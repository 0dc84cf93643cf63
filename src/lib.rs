//! # apiref2stub
//!
//! Extract API symbols from vendor-style HTML API-reference pages and emit
//! documentation-comment-annotated stub files for a docset renderer.
//!
//! ## Why this crate?
//!
//! Framework reference pages carry everything a docset needs (property,
//! method, constant, struct, and function declarations with their prose)
//! but locked inside presentational HTML. This crate walks each parsed
//! page, recognizes one of the known page shapes (class, protocol,
//! functions/data-types reference), and rewrites the declarations as
//! compact symbolic stubs the external renderer can cross-reference. The
//! stubs are scaffolding only; they are never executed.
//!
//! ## Pipeline Overview
//!
//! ```text
//! HTML page
//!  │
//!  ├─ 1. Classify   title suffix → Class / Protocol / Reference / Unrecognized
//!  ├─ 2. Extract    properties, methods, constants, structs, functions
//!  ├─ 3. Normalize  declared native types → binding-level categories
//!  ├─ 4. Render     typed symbol model → annotated stub text
//!  └─ 5. Batch      stub files → external renderer → relocated docset
//! ```
//!
//! ## Quick Start
//!
//! ```rust,no_run
//! use apiref2stub::{run_batch, BatchConfig};
//!
//! fn main() -> Result<(), Box<dyn std::error::Error>> {
//!     let config = BatchConfig::new("build/docset", ["doc/html"]);
//!     let stats = run_batch(&config)?;
//!     eprintln!("{} stubs written, {} pages skipped", stats.written, stats.skipped);
//!     Ok(())
//! }
//! ```
//!
//! Single pages are available without the batch machinery:
//!
//! ```rust
//! use apiref2stub::generate_stub;
//!
//! let html = r#"<html><head><title>Foo Class Reference</title></head><body>
//!   <table class="specbox"><tr><td>Inherits from</td><td>Bar</td></tr></table>
//!   <p class="abstract">A foo.</p></body></html>"#;
//! let stub = generate_stub(html).unwrap();
//! assert!(stub.contains("class Foo < Bar"));
//! ```
//!
//! ## Feature Flags
//!
//! | Feature | Default | Description |
//! |---------|---------|-------------|
//! | `cli`   | on      | Enables the `apiref2stub` binary (clap + anyhow + tracing-subscriber + indicatif + serde_json) |
//!
//! Disable `cli` when using only the library to avoid pulling in CLI-only deps:
//! ```toml
//! apiref2stub = { version = "0.3", default-features = false }
//! ```

// ── Modules ──────────────────────────────────────────────────────────────

pub mod batch;
pub mod config;
pub mod error;
pub mod page;
pub mod pipeline;
pub mod progress;
pub mod render;
pub mod symbol;

// ── Re-exports ───────────────────────────────────────────────────────────

pub use batch::{rewrite_module_title, run_batch, BatchStats};
pub use config::BatchConfig;
pub use error::StubgenError;
pub use page::{classify, extract_page, generate_stub};
pub use progress::{BatchProgressCallback, NoopBatchProgress, ProgressCallback};
pub use render::render_page;
pub use symbol::{PageBody, PageKind, PageStub, TypeCategory};
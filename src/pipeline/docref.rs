//! Docref extraction: the abstract + discussion prose attached to one
//! declaration node, flattened into a single documentation line.
//!
//! The discussion subtree may embed an inline code sample
//! (`codesample clear`); it is excluded before text extraction, and the
//! literal `Discussion` label the markup prepends is stripped. Internal
//! newlines collapse to single spaces so one declaration yields one
//! comment line. Empty prose yields an empty string; the renderer emits
//! zero lines for it, never a marker-only block.

use crate::pipeline::dom::{collect_text, text_excluding};
use once_cell::sync::Lazy;
use regex::Regex;
use scraper::{ElementRef, Selector};

static ABSTRACT: Lazy<Selector> = Lazy::new(|| Selector::parse("p.abstract").unwrap());
static DISCUSSION: Lazy<Selector> =
    Lazy::new(|| Selector::parse("div.api.discussion").unwrap());

static LINE_BREAKS: Lazy<Regex> = Lazy::new(|| Regex::new(r"\s*\n\s*").unwrap());

/// Collapse internal newlines to single spaces and trim.
///
/// Also used wherever the upstream markup supplies multi-line `dd`
/// description text that must land on one comment line.
pub(crate) fn collapse_lines(s: &str) -> String {
    LINE_BREAKS.replace_all(s, " ").trim().to_string()
}

/// Extract the documentation prose for one declaration node.
pub fn extract_docref(node: ElementRef<'_>) -> String {
    let mut prose = node
        .select(&ABSTRACT)
        .next()
        .map(collect_text)
        .unwrap_or_default();

    if let Some(discussion) = node.select(&DISCUSSION).next() {
        let text = text_excluding(discussion, "codesample");
        let text = text.trim_start();
        let text = text.strip_prefix("Discussion").unwrap_or(text);
        prose.push('\n');
        prose.push_str(text);
    }

    collapse_lines(&prose)
}

#[cfg(test)]
mod tests {
    use super::*;
    use scraper::Html;

    static NODE: Lazy<Selector> = Lazy::new(|| Selector::parse("div.api.method").unwrap());

    fn docref_of(body: &str) -> String {
        let html = Html::parse_fragment(&format!(r#"<div class="api method">{body}</div>"#));
        let node = html.select(&NODE).next().unwrap();
        extract_docref(node)
    }

    #[test]
    fn abstract_only() {
        assert_eq!(docref_of(r#"<p class="abstract">Returns the length.</p>"#), "Returns the length.");
    }

    #[test]
    fn abstract_and_discussion() {
        let got = docref_of(concat!(
            r#"<p class="abstract">Returns the length.</p>"#,
            r#"<div class="api discussion">Discussion
The length is counted in UTF-16 units.</div>"#,
        ));
        assert_eq!(
            got,
            "Returns the length. The length is counted in UTF-16 units."
        );
    }

    #[test]
    fn code_sample_is_removed() {
        let got = docref_of(concat!(
            r#"<p class="abstract">Draws the view.</p>"#,
            r#"<div class="api discussion">Discussion
Override this.<div class="codesample clear"><pre>[view draw];</pre></div></div>"#,
        ));
        assert_eq!(got, "Draws the view. Override this.");
    }

    #[test]
    fn newlines_collapse_to_single_spaces() {
        let got = docref_of(
            "<p class=\"abstract\">First line.\nSecond line.\nThird.</p>",
        );
        assert_eq!(got, "First line. Second line. Third.");
    }

    #[test]
    fn empty_prose_yields_empty_string() {
        assert_eq!(docref_of(""), "");
        assert_eq!(docref_of(r#"<p class="abstract">   </p>"#), "");
    }
}
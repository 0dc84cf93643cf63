//! Extraction stages for API-reference HTML pages.
//!
//! Each submodule pulls one symbol family out of the parsed DOM. Keeping
//! stages separate makes each independently testable and lets the page
//! orchestrator compose only the extractors a page kind needs.
//!
//! ## Data Flow
//!
//! ```text
//! parsed Html ──▶ property / method / constant / structs / function
//!                      │
//!                      └──▶ typed symbol model (crate::symbol)
//! ```
//!
//! 1. [`dom`]      — shared traversal helpers and per-section bookkeeping
//! 2. [`docref`]   — abstract + discussion prose for any documented node
//! 3. [`types`]    — declared-type token normalisation
//! 4. [`property`] — `@property` declarations
//! 5. [`method`]   — class and instance methods, in document order
//! 6. [`constant`] — enumerations and loose constants, delegating structs
//! 7. [`structs`]  — struct blocks with positional member descriptions
//! 8. [`function`] — free functions on reference pages

pub mod constant;
pub mod docref;
pub mod dom;
pub mod function;
pub mod method;
pub mod property;
pub mod structs;
pub mod types;
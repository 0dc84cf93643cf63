//! The symbol model extracted from one reference page.
//!
//! Everything here is transient: a [`PageStub`] is built from one parsed
//! document, rendered to text by [`crate::render`], and dropped. Nothing is
//! shared across documents.
//!
//! The page shape is a closed enum ([`PageKind`]) produced once by the
//! classifier and matched exhaustively by the orchestrator, so
//! `Unrecognized` is a first-class, testable outcome rather than an
//! implicit fallthrough.

use std::fmt;

/// The recognised page shapes, discriminated by the `<title>` suffix.
///
/// `Unrecognized` means the whole document is skipped: no output file,
/// no error.
#[derive(Debug, Clone, PartialEq, Eq)]
pub enum PageKind {
    /// `"<Name> Class Reference"`
    Class { name: String },
    /// `"<Name> Protocol Reference"`
    Protocol { name: String },
    /// `"<Name> Reference"` (functions / data types)
    Reference { name: String },
    /// Anything else.
    Unrecognized,
}

/// One fully-extracted page, ready for rendering.
#[derive(Debug, Clone, PartialEq)]
pub struct PageStub {
    /// Native framework path metadata from the `FrameworkPath` span,
    /// `None` when the marker is missing. Documentation metadata only.
    pub framework_path: Option<String>,
    pub body: PageBody,
}

#[derive(Debug, Clone, PartialEq)]
pub enum PageBody {
    Class(ApiClass),
    Protocol(ApiProtocol),
    Reference(ReferenceBody),
}

/// A class page: superclass is mandatory at the page level (pages with no
/// resolvable ancestry are never built), but a specbox row spelling the
/// superclass as `none` yields a class with no superclass clause.
#[derive(Debug, Clone, PartialEq)]
pub struct ApiClass {
    pub name: String,
    pub superclass: Option<String>,
    pub abstract_text: String,
    pub properties: Vec<Property>,
    pub methods: Vec<Method>,
    pub constants: Vec<EnumerationBlock>,
    pub structs: Vec<StructDecl>,
}

#[derive(Debug, Clone, PartialEq)]
pub struct ApiProtocol {
    pub name: String,
    pub abstract_text: String,
    pub properties: Vec<Property>,
    pub methods: Vec<Method>,
    pub constants: Vec<EnumerationBlock>,
    pub structs: Vec<StructDecl>,
}

/// A functions / data-types reference page.
#[derive(Debug, Clone, PartialEq, Default)]
pub struct ReferenceBody {
    pub functions: Vec<FunctionDecl>,
    pub structs: Vec<StructDecl>,
}

#[derive(Debug, Clone, PartialEq)]
pub struct Property {
    pub name: String,
    pub ty: TypeCategory,
    /// Derived from a `readonly` modifier token in the raw declaration.
    pub readonly: bool,
    pub doc: String,
}

/// A method with its selector split into keyword/argument-name pairs.
#[derive(Debug, Clone, PartialEq)]
pub struct Method {
    /// First selector keyword; the stub's declared name.
    pub name: String,
    /// Rendered argument list, in selector order.
    pub args: Vec<SelectorArg>,
    /// Per-parameter documentation lines. Empty when the name/description
    /// lists did not align.
    pub params: Vec<ParamDoc>,
    /// `None` when neither a return type nor documented return text exists;
    /// no return line is emitted in that case.
    pub ret: Option<ReturnDoc>,
    /// Leading `+` qualifier in the raw declaration.
    pub class_scope: bool,
    pub doc: String,
}

/// One entry of a method's rendered argument list.
#[derive(Debug, Clone, PartialEq)]
pub enum SelectorArg {
    /// A bare argument name (the first keyword's argument, or a selector
    /// token that carried no argument).
    Plain(String),
    /// A subsequent `keyword:argname` pair.
    Keyword { keyword: String, name: String },
}

/// A documented parameter. `ty` is present only when the declaration's
/// parenthesized type list aligned 1:1 with the named parameters.
#[derive(Debug, Clone, PartialEq)]
pub struct ParamDoc {
    pub name: String,
    pub ty: Option<TypeCategory>,
    pub doc: String,
}

/// Return-value documentation: type, documented text, or both.
#[derive(Debug, Clone, PartialEq)]
pub struct ReturnDoc {
    pub ty: Option<TypeCategory>,
    pub text: String,
}

/// A constants block. `name` present means an enumeration grouping; absent
/// means the members are emitted as loose top-level constants.
#[derive(Debug, Clone, PartialEq)]
pub struct EnumerationBlock {
    pub name: Option<String>,
    pub doc: String,
    pub members: Vec<ConstantMember>,
}

/// A constant whose value is never computable from the page prose; stubs
/// always leave it as an unresolved `nil` placeholder.
#[derive(Debug, Clone, PartialEq)]
pub struct ConstantMember {
    pub name: String,
    pub doc: String,
}

#[derive(Debug, Clone, PartialEq)]
pub struct StructDecl {
    pub name: String,
    pub doc: String,
    pub members: Vec<StructMember>,
}

#[derive(Debug, Clone, PartialEq)]
pub struct StructMember {
    pub name: String,
    pub ty: TypeCategory,
    pub doc: String,
}

#[derive(Debug, Clone, PartialEq)]
pub struct FunctionDecl {
    pub name: String,
    pub params: Vec<ParamDoc>,
    pub ret: ReturnDoc,
    pub doc: String,
}

/// Binding-level type categories produced by the type normalizer.
///
/// Unknown native types pass through verbatim as [`TypeCategory::Other`] so
/// information is never silently lost.
#[derive(Debug, Clone, PartialEq, Eq)]
pub enum TypeCategory {
    /// Double-indirection native types have no safe scalar mapping.
    Pointer,
    Object,
    Nil,
    Symbol,
    Boolean,
    Float,
    Integer,
    String,
    Array,
    Hash,
    /// The trimmed source token, unchanged.
    Other(std::string::String),
}

impl fmt::Display for TypeCategory {
    fn fmt(&self, f: &mut fmt::Formatter<'_>) -> fmt::Result {
        match self {
            TypeCategory::Pointer => f.write_str("Pointer"),
            TypeCategory::Object => f.write_str("Object"),
            TypeCategory::Nil => f.write_str("nil"),
            TypeCategory::Symbol => f.write_str("Symbol"),
            TypeCategory::Boolean => f.write_str("Boolean"),
            TypeCategory::Float => f.write_str("Float"),
            TypeCategory::Integer => f.write_str("Integer"),
            TypeCategory::String => f.write_str("String"),
            TypeCategory::Array => f.write_str("Array"),
            TypeCategory::Hash => f.write_str("Hash"),
            TypeCategory::Other(t) => f.write_str(t),
        }
    }
}
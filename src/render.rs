//! Stub rendering: turns the typed symbol model into the textual stub the
//! downstream documentation renderer consumes.
//!
//! The stub dialect is deliberately small: `class Foo < Bar` / `module Foo`
//! containers, `attr_reader` / `attr_accessor` accessors, `def name(args);
//! end` method shells, and `NAME = nil` constants, each preceded by `#`
//! documentation comments (`@param` / `@return` / `@scope` tags). Nothing
//! emitted here is executable; it is scaffolding for the renderer's
//! cross-referencing pass.
//!
//! Layout invariants:
//! - member declarations indent two spaces and comment with `  # `;
//!   top-level symbols (enumerations, structs, functions) comment with `# `
//! - empty documentation renders zero comment lines, never a bare marker
//! - every line is emitted without trailing whitespace

use crate::symbol::{
    ApiClass, ApiProtocol, EnumerationBlock, FunctionDecl, Method, PageBody, PageStub, Property,
    ReferenceBody, SelectorArg, StructDecl,
};

/// Render one classified page to its complete stub text, including the
/// framework-path header line.
pub fn render_page(stub: &PageStub) -> String {
    let mut out = String::new();
    match &stub.framework_path {
        Some(path) => out.push_str(&format!("# -*- framework: {path} -*-\n\n")),
        None => out.push_str("\n\n"),
    }

    match &stub.body {
        PageBody::Class(class) => render_class(class, &mut out),
        PageBody::Protocol(protocol) => render_protocol(protocol, &mut out),
        PageBody::Reference(reference) => render_reference(reference, &mut out),
    }

    strip_trailing_spaces(&out)
}

/// Prefix every line of `text` with `prefix`. Empty text yields an empty
/// block with zero lines.
fn comment_block(text: &str, prefix: &str) -> String {
    if text.is_empty() {
        return String::new();
    }
    let mut out = String::new();
    for line in text.split('\n') {
        out.push_str(prefix);
        out.push_str(line);
        out.push('\n');
    }
    out
}

fn render_class(class: &ApiClass, out: &mut String) {
    out.push_str(&comment_block(&class.abstract_text, "# "));
    match &class.superclass {
        Some(superclass) => out.push_str(&format!("\nclass {} < {superclass}\n\n", class.name)),
        None => out.push_str(&format!("\nclass {}\n\n", class.name)),
    }
    render_members(&class.properties, &class.methods, out);
    out.push_str("end\n");
    render_constants(&class.constants, out);
    render_structs(&class.structs, out);
}

fn render_protocol(protocol: &ApiProtocol, out: &mut String) {
    out.push_str(&comment_block(&protocol.abstract_text, "# "));
    out.push_str(&format!("\nmodule {} # Protocol\n\n", protocol.name));
    render_members(&protocol.properties, &protocol.methods, out);
    out.push_str("end\n");
    render_constants(&protocol.constants, out);
    render_structs(&protocol.structs, out);
}

fn render_reference(reference: &ReferenceBody, out: &mut String) {
    for function in &reference.functions {
        render_function(function, out);
    }
    render_structs(&reference.structs, out);
}

fn render_members(properties: &[Property], methods: &[Method], out: &mut String) {
    for property in properties {
        render_property(property, out);
    }
    for method in methods {
        render_method(method, out);
    }
}

fn render_property(property: &Property, out: &mut String) {
    out.push_str(&comment_block(&property.doc, "  # "));
    out.push_str(&format!("  # @return [{}]\n", property.ty));
    let accessor = if property.readonly {
        "attr_reader"
    } else {
        "attr_accessor"
    };
    out.push_str(&format!("  {accessor} :{}\n\n", property.name));
}

fn render_method(method: &Method, out: &mut String) {
    out.push_str(&comment_block(&method.doc, "  # "));

    for param in &method.params {
        out.push_str("  # @param ");
        if let Some(ty) = &param.ty {
            out.push_str(&format!("[{ty}] "));
        }
        out.push_str(&format!("{} {}\n", param.name, param.doc));
    }

    if let Some(ret) = &method.ret {
        out.push_str("  # @return ");
        if let Some(ty) = &ret.ty {
            out.push_str(&format!("[{ty}] "));
        }
        out.push_str(&ret.text);
        out.push('\n');
    }

    if method.class_scope {
        out.push_str("  # @scope class\n");
    }

    let args: Vec<String> = method
        .args
        .iter()
        .map(|arg| match arg {
            SelectorArg::Plain(name) => name.clone(),
            SelectorArg::Keyword { keyword, name } => format!("{keyword}:{name}"),
        })
        .collect();
    out.push_str(&format!("  def {}({}); end\n\n", method.name, args.join(", ")));
}

fn render_constants(blocks: &[EnumerationBlock], out: &mut String) {
    for block in blocks {
        if let Some(name) = &block.name {
            out.push_str(&comment_block(&block.doc, "# "));
            out.push_str(&format!("module {name} # Enumeration\n\n"));
        }
        for member in &block.members {
            out.push_str(&format!("  # {}\n", member.doc));
            out.push_str(&format!("  {} = nil\n", member.name));
        }
        if block.name.is_some() {
            out.push_str("end\n");
        }
    }
}

fn render_structs(structs: &[StructDecl], out: &mut String) {
    for decl in structs {
        out.push_str(&comment_block(&decl.doc, "# "));
        out.push_str(&format!("class {} < Boxed\n", decl.name));
        for member in &decl.members {
            out.push_str(&format!("  # @return [{}] {}\n", member.ty, member.doc));
            out.push_str(&format!("  attr_accessor :{}\n", member.name));
        }
        out.push_str("end\n\n");
    }
}

fn render_function(function: &FunctionDecl, out: &mut String) {
    out.push_str(&comment_block(&function.doc, "# "));
    for param in &function.params {
        out.push_str("# @param ");
        if let Some(ty) = &param.ty {
            out.push_str(&format!("[{ty}] "));
        }
        out.push_str(&format!("{} {}\n", param.name, param.doc));
    }

    out.push_str("# @return ");
    if let Some(ty) = &function.ret.ty {
        out.push_str(&format!("[{ty}] "));
    }
    out.push_str(&function.ret.text);
    out.push('\n');

    let names: Vec<&str> = function.params.iter().map(|p| p.name.as_str()).collect();
    out.push_str(&format!("def {}({}); end\n\n", function.name, names.join(", ")));
}

fn strip_trailing_spaces(text: &str) -> String {
    let mut out = String::with_capacity(text.len());
    for line in text.split_inclusive('\n') {
        let (body, newline) = match line.strip_suffix('\n') {
            Some(body) => (body, "\n"),
            None => (line, ""),
        };
        out.push_str(body.trim_end());
        out.push_str(newline);
    }
    out
}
◆ ◆ ◆ ◆ ◆ ◆ ◆
GOAL OF THE EXERCISE: Pick from the records each line that contains the word "enumerations" and show it.

WRITTEN ANSWER:
//! 6. [`constant`] — enumerations and loose constants, delegating structs
//!   top-level symbols (enumerations, structs, functions) comment with `# `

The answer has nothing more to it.